**WHAT NEEDS TO BE DONE**
In the entries that follow, how many lines contain the word "iter"? Answer with the number only.

**Data entries**
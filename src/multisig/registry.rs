//! Authorized signer registry
//!
//! Maps each signer identity to the one public key its proofs are checked
//! against. Bounded at [`SIGNER_CAPACITY`] entries.

use super::error::{MultisigError, Result};
use super::types::{Address, PublicKey};
use serde::{Deserialize, Serialize};
use std::collections::BTreeMap;

/// Maximum number of authorized signers
pub const SIGNER_CAPACITY: usize = 64;

#[derive(Clone, Debug, Default, PartialEq, Eq, Serialize, Deserialize)]
#[serde(transparent)]
pub struct SignerRegistry {
    signers: BTreeMap<Address, PublicKey>,
}

impl SignerRegistry {
    pub fn new() -> Self {
        Self::default()
    }

    /// Insert a signer, or replace the key of one already present
    ///
    /// # Errors
    /// `CapacityExceeded` when `identity` is new and the registry is full.
    pub fn add(&mut self, identity: Address, public_key: PublicKey) -> Result<()> {
        if !self.signers.contains_key(&identity) && self.signers.len() >= SIGNER_CAPACITY {
            return Err(MultisigError::CapacityExceeded {
                capacity: SIGNER_CAPACITY,
            });
        }
        self.signers.insert(identity, public_key);
        Ok(())
    }

    /// Remove a signer. Absent identities are ignored.
    pub fn remove(&mut self, identity: &Address) -> Option<PublicKey> {
        self.signers.remove(identity)
    }

    pub fn contains(&self, identity: &Address) -> bool {
        self.signers.contains_key(identity)
    }

    pub fn lookup(&self, identity: &Address) -> Result<&PublicKey> {
        self.signers
            .get(identity)
            .ok_or(MultisigError::UnknownSigner(*identity))
    }

    pub fn len(&self) -> usize {
        self.signers.len()
    }

    pub fn is_empty(&self) -> bool {
        self.signers.is_empty()
    }

    /// Signers in identity order
    pub fn iter(&self) -> impl Iterator<Item = (&Address, &PublicKey)> {
        self.signers.iter()
    }

    pub fn clear(&mut self) {
        self.signers.clear();
    }
}

#[cfg(test)]
mod tests {
    use super::*;
    use crate::crypto::KeyPair;

    fn signer() -> (Address, PublicKey) {
        let kp = KeyPair::generate();
        (kp.address(), kp.public_key())
    }

    #[test]
    fn test_add_and_lookup() {
        let mut registry = SignerRegistry::new();
        let (id, key) = signer();

        registry.add(id, key).unwrap();
        assert!(registry.contains(&id));
        assert_eq!(registry.lookup(&id).unwrap(), &key);
        assert_eq!(registry.len(), 1);
    }

    #[test]
    fn test_add_same_key_twice_is_idempotent() {
        let mut registry = SignerRegistry::new();
        let (id, key) = signer();

        registry.add(id, key).unwrap();
        registry.add(id, key).unwrap();
        assert_eq!(registry.len(), 1);
        assert_eq!(registry.lookup(&id).unwrap(), &key);
    }

    #[test]
    fn test_overwrite_last_write_wins() {
        let mut registry = SignerRegistry::new();
        let (id, first) = signer();
        let (_, second) = signer();

        registry.add(id, first).unwrap();
        registry.add(id, second).unwrap();
        assert_eq!(registry.lookup(&id).unwrap(), &second);
        assert_eq!(registry.len(), 1);
    }

    #[test]
    fn test_lookup_unknown() {
        let registry = SignerRegistry::new();
        let (id, _) = signer();
        assert!(matches!(
            registry.lookup(&id),
            Err(MultisigError::UnknownSigner(missing)) if missing == id
        ));
    }

    #[test]
    fn test_remove_absent_is_noop() {
        let mut registry = SignerRegistry::new();
        let (id, key) = signer();
        registry.add(id, key).unwrap();
        let before = registry.clone();

        let (absent, _) = signer();
        assert_eq!(registry.remove(&absent), None);
        assert_eq!(registry, before);

        assert_eq!(registry.remove(&id), Some(key));
        assert!(registry.is_empty());
    }

    #[test]
    fn test_capacity() {
        let mut registry = SignerRegistry::new();
        let key = KeyPair::generate().public_key();
        for i in 0..SIGNER_CAPACITY {
            let mut bytes = [0u8; 20];
            bytes[0] = i as u8;
            bytes[19] = 1;
            registry.add(Address::from_bytes(bytes), key).unwrap();
        }
        assert_eq!(registry.len(), SIGNER_CAPACITY);

        let extra = Address::from_bytes([0xff; 20]);
        assert!(matches!(
            registry.add(extra, key),
            Err(MultisigError::CapacityExceeded { capacity: 64 })
        ));
        assert!(!registry.contains(&extra));

        // Overwriting an existing signer still works when full
        let mut first = [0u8; 20];
        first[19] = 1;
        let replacement = KeyPair::generate().public_key();
        registry.add(Address::from_bytes(first), replacement).unwrap();
        assert_eq!(
            registry.lookup(&Address::from_bytes(first)).unwrap(),
            &replacement
        );
    }
}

**YOUR RESPONSE**
2